(Entries taken from a collection)
============

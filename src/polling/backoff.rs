//! # Error-recovery backoff
//!
//! A single mutable delay inserted before retrying after a failed cycle.
//! The value is read at the moment a backoff is scheduled, so updates apply
//! to future scheduling decisions only — an already-sleeping delay is never
//! retroactively changed.
//!
//! Every failure kind schedules the same delay; there is no per-error-class
//! policy and no exponential growth. A cycle that keeps failing retries
//! forever at this fixed cadence.

use std::sync::atomic::{AtomicU64, Ordering};
use std::time::Duration;

/// Shared, atomically updated retry delay.
#[derive(Debug)]
pub(crate) struct ErrorBackoff {
    millis: AtomicU64,
}

impl ErrorBackoff {
    pub(crate) fn new(delay: Duration) -> Self {
        Self {
            millis: AtomicU64::new(Self::to_millis(delay)),
        }
    }

    /// Replaces the delay used by future scheduling decisions.
    pub(crate) fn set(&self, delay: Duration) {
        self.millis.store(Self::to_millis(delay), Ordering::Relaxed);
    }

    /// Reads the delay for the scheduling decision happening now.
    pub(crate) fn get(&self) -> Duration {
        Duration::from_millis(self.millis.load(Ordering::Relaxed))
    }

    fn to_millis(delay: Duration) -> u64 {
        delay.as_millis().min(u128::from(u64::MAX)) as u64
    }
}
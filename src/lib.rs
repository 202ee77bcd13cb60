//! # telepoll
//!
//! **telepoll** is a subscription-driven long-polling client for the
//! Telegram Bot API.
//!
//! The Bot API only answers questions; it never pushes. This crate turns
//! its `getUpdates` long-poll endpoint into a live, multi-subscriber event
//! stream: one engine per bot owns the single in-flight request, advances
//! the update cursor, fans each cycle's outcome out to every live
//! subscriber, and retries failed cycles at a configurable fixed backoff.
//!
//! ## Architecture
//! ### Overview
//! ```text
//!     ┌──────────────┐  ┌──────────────┐  ┌──────────────┐
//!     │ Subscription │  │ Subscription │  │ Subscription │   (held by callers;
//!     │   handle #1  │  │   handle #2  │  │   handle #N  │    dropping = unsubscribe)
//!     └──────┬───────┘  └──────┬───────┘  └──────┬───────┘
//!            ▼                 ▼                 ▼
//! ┌──────────────────────────────────────────────────────────────┐
//! │  Bot                                                         │
//! │  - SubscriberRegistry (weak-tracked entries, lazy purge)     │
//! │  - UpdatePoller (Idle / Polling / Backoff state machine)     │
//! │  - Api → Transport (reqwest, or anything implementing it)    │
//! └───────────────┬──────────────────────────────────────────────┘
//!                 │ getUpdates { offset, timeout }   (one in flight)
//!                 ▼
//!        Telegram Bot API  ──►  envelope {ok, result, ...}
//!                 │
//!                 ▼
//!       cursor := last.update_id + 1  ─►  purge  ─►  fan-out
//!                 │
//!   success: poll again · failure: sleep backoff · no subscribers: idle
//! ```
//!
//! ### Lifecycle
//! ```text
//! Bot::new(token) ──► engine task spawned, parked Idle
//!
//! subscribe_to_updates(handler) ──► Subscription
//!   ├─► registry entry added (weak)
//!   └─► poller woken: Idle → Polling
//!
//! each cycle:
//!   ├─► getUpdates(offset, timeout)          one request, never two
//!   ├─► Ok(non-empty)  → offset = last + 1
//!   ├─► purge dead entries, fan outcome to the rest
//!   └─► next: immediately (Ok) / after backoff (Err) / Idle (no one left)
//!
//! drop(subscription) ──► entry dies; observed at next purge (≤ one cycle)
//! drop(last Bot clone) ──► engine task cancelled
//! ```
//!
//! ## Guarantees
//! - Exactly one `getUpdates` in flight per bot; cycles never overlap.
//! - The cursor never decreases; empty batches and failures leave it alone.
//! - Every subscriber live at a cycle's purge point receives that cycle's
//!   outcome exactly once, on its own delivery task.
//! - Every failure — network, decode, or `ok=false` — is forwarded to
//!   subscribers verbatim and retried identically after the configured
//!   backoff, indefinitely.
//!
//! ## Example
//! ```no_run
//! use telepoll::{Bot, HandlerFn, UpdateOutcome};
//!
//! #[tokio::main]
//! async fn main() -> Result<(), telepoll::Error> {
//!     let bot = Bot::builder(std::env::var("BOT_TOKEN").unwrap())
//!         .with_polling_timeout(std::time::Duration::from_secs(30))
//!         .build();
//!
//!     let subscription = bot.subscribe_to_updates(HandlerFn::arc(
//!         |outcome: &UpdateOutcome| {
//!             if let Ok(updates) = outcome {
//!                 for update in updates {
//!                     println!("update {}", update.update_id);
//!                 }
//!             }
//!         },
//!     ));
//!
//!     bot.send_text("hello", telepoll::Receiver::Id(12345)).await?;
//!
//!     // Updates keep flowing until `subscription` is dropped.
//!     drop(subscription);
//!     Ok(())
//! }
//! ```

mod api;
mod bot;
mod error;
mod methods;
mod polling;
mod types;

// ---- Public re-exports ----

pub use api::{ApiRequest, HttpTransport, Part, PartValue, RequestBody, Transport};
pub use bot::{Bot, BotBuilder};
pub use error::{ApiResult, Error};
pub use methods::{DocumentPayload, GetMe, GetUpdates, Method, SendDocument, SendMessage};
pub use polling::{HandlerFn, Subscription, UpdateHandler, UpdateOutcome};
pub use types::{
    Chat, Document, ForceReply, InlineKeyboardButton, InlineKeyboardMarkup, KeyboardButton,
    Message, ParseMode, Receiver, ReceiverParseError, ReplyKeyboardMarkup, ReplyKeyboardRemove,
    ReplyMarkup, Update, User,
};
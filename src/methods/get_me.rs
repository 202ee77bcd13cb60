use crate::api::RequestBody;
use crate::error::ApiResult;
use crate::methods::Method;
use crate::types::User;

/// `getMe` — basic information about the bot account behind the token.
#[derive(Debug, Clone, Copy, Default)]
pub struct GetMe;

impl Method for GetMe {
    const NAME: &'static str = "getMe";
    type Response = User;

    fn body(&self) -> ApiResult<RequestBody> {
        Ok(RequestBody::Empty)
    }
}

============

## WHAT IS EXPECTED
Give back the records above, character for character.

## RESULT OF THIS TASK
filename src/polling/backoff.rs
//! # Error-recovery backoff
//!
//! A single mutable delay inserted before retrying after a failed cycle.
//! The value is read at the moment a backoff is scheduled, so updates apply
//! to future scheduling decisions only — an already-sleeping delay is never
//! retroactively changed.
//!
//! Every failure kind schedules the same delay; there is no per-error-class
//! policy and no exponential growth. A cycle that keeps failing retries
//! forever at this fixed cadence.

use std::sync::atomic::{AtomicU64, Ordering};
use std::time::Duration;

/// Shared, atomically updated retry delay.
#[derive(Debug)]
pub(crate) struct ErrorBackoff {
    millis: AtomicU64,
}

impl ErrorBackoff {
    pub(crate) fn new(delay: Duration) -> Self {
        Self {
            millis: AtomicU64::new(Self::to_millis(delay)),
        }
    }

    /// Replaces the delay used by future scheduling decisions.
    pub(crate) fn set(&self, delay: Duration) {
        self.millis.store(Self::to_millis(delay), Ordering::Relaxed);
    }

    /// Reads the delay for the scheduling decision happening now.
    pub(crate) fn get(&self) -> Duration {
        Duration::from_millis(self.millis.load(Ordering::Relaxed))
    }

    fn to_millis(delay: Duration) -> u64 {
        delay.as_millis().min(u128::from(u64::MAX)) as u64
    }
}
filename src/lib.rs
repository 202ee77bcd13cb60
//! # telepoll
//!
//! **telepoll** is a subscription-driven long-polling client for the
//! Telegram Bot API.
//!
//! The Bot API only answers questions; it never pushes. This crate turns
//! its `getUpdates` long-poll endpoint into a live, multi-subscriber event
//! stream: one engine per bot owns the single in-flight request, advances
//! the update cursor, fans each cycle's outcome out to every live
//! subscriber, and retries failed cycles at a configurable fixed backoff.
//!
//! ## Architecture
//! ### Overview
//! ```text
//!     ┌──────────────┐  ┌──────────────┐  ┌──────────────┐
//!     │ Subscription │  │ Subscription │  │ Subscription │   (held by callers;
//!     │   handle #1  │  │   handle #2  │  │   handle #N  │    dropping = unsubscribe)
//!     └──────┬───────┘  └──────┬───────┘  └──────┬───────┘
//!            ▼                 ▼                 ▼
//! ┌──────────────────────────────────────────────────────────────┐
//! │  Bot                                                         │
//! │  - SubscriberRegistry (weak-tracked entries, lazy purge)     │
//! │  - UpdatePoller (Idle / Polling / Backoff state machine)     │
//! │  - Api → Transport (reqwest, or anything implementing it)    │
//! └───────────────┬──────────────────────────────────────────────┘
//!                 │ getUpdates { offset, timeout }   (one in flight)
//!                 ▼
//!        Telegram Bot API  ──►  envelope {ok, result, ...}
//!                 │
//!                 ▼
//!       cursor := last.update_id + 1  ─►  purge  ─►  fan-out
//!                 │
//!   success: poll again · failure: sleep backoff · no subscribers: idle
//! ```
//!
//! ### Lifecycle
//! ```text
//! Bot::new(token) ──► engine task spawned, parked Idle
//!
//! subscribe_to_updates(handler) ──► Subscription
//!   ├─► registry entry added (weak)
//!   └─► poller woken: Idle → Polling
//!
//! each cycle:
//!   ├─► getUpdates(offset, timeout)          one request, never two
//!   ├─► Ok(non-empty)  → offset = last + 1
//!   ├─► purge dead entries, fan outcome to the rest
//!   └─► next: immediately (Ok) / after backoff (Err) / Idle (no one left)
//!
//! drop(subscription) ──► entry dies; observed at next purge (≤ one cycle)
//! drop(last Bot clone) ──► engine task cancelled
//! ```
//!
//! ## Guarantees
//! - Exactly one `getUpdates` in flight per bot; cycles never overlap.
//! - The cursor never decreases; empty batches and failures leave it alone.
//! - Every subscriber live at a cycle's purge point receives that cycle's
//!   outcome exactly once, on its own delivery task.
//! - Every failure — network, decode, or `ok=false` — is forwarded to
//!   subscribers verbatim and retried identically after the configured
//!   backoff, indefinitely.
//!
//! ## Example
//! ```no_run
//! use telepoll::{Bot, HandlerFn, UpdateOutcome};
//!
//! #[tokio::main]
//! async fn main() -> Result<(), telepoll::Error> {
//!     let bot = Bot::builder(std::env::var("BOT_TOKEN").unwrap())
//!         .with_polling_timeout(std::time::Duration::from_secs(30))
//!         .build();
//!
//!     let subscription = bot.subscribe_to_updates(HandlerFn::arc(
//!         |outcome: &UpdateOutcome| {
//!             if let Ok(updates) = outcome {
//!                 for update in updates {
//!                     println!("update {}", update.update_id);
//!                 }
//!             }
//!         },
//!     ));
//!
//!     bot.send_text("hello", telepoll::Receiver::Id(12345)).await?;
//!
//!     // Updates keep flowing until `subscription` is dropped.
//!     drop(subscription);
//!     Ok(())
//! }
//! ```

mod api;
mod bot;
mod error;
mod methods;
mod polling;
mod types;

// ---- Public re-exports ----

pub use api::{ApiRequest, HttpTransport, Part, PartValue, RequestBody, Transport};
pub use bot::{Bot, BotBuilder};
pub use error::{ApiResult, Error};
pub use methods::{DocumentPayload, GetMe, GetUpdates, Method, SendDocument, SendMessage};
pub use polling::{HandlerFn, Subscription, UpdateHandler, UpdateOutcome};
pub use types::{
    Chat, Document, ForceReply, InlineKeyboardButton, InlineKeyboardMarkup, KeyboardButton,
    Message, ParseMode, Receiver, ReceiverParseError, ReplyKeyboardMarkup, ReplyKeyboardRemove,
    ReplyMarkup, Update, User,
};
filename src/methods/get_me.rs
repository 202ee77bcd13cb60
use crate::api::RequestBody;
use crate::error::ApiResult;
use crate::methods::Method;
use crate::types::User;

/// `getMe` — basic information about the bot account behind the token.
#[derive(Debug, Clone, Copy, Default)]
pub struct GetMe;

impl Method for GetMe {
    const NAME: &'static str = "getMe";
    type Response = User;

    fn body(&self) -> ApiResult<RequestBody> {
        Ok(RequestBody::Empty)
    }
}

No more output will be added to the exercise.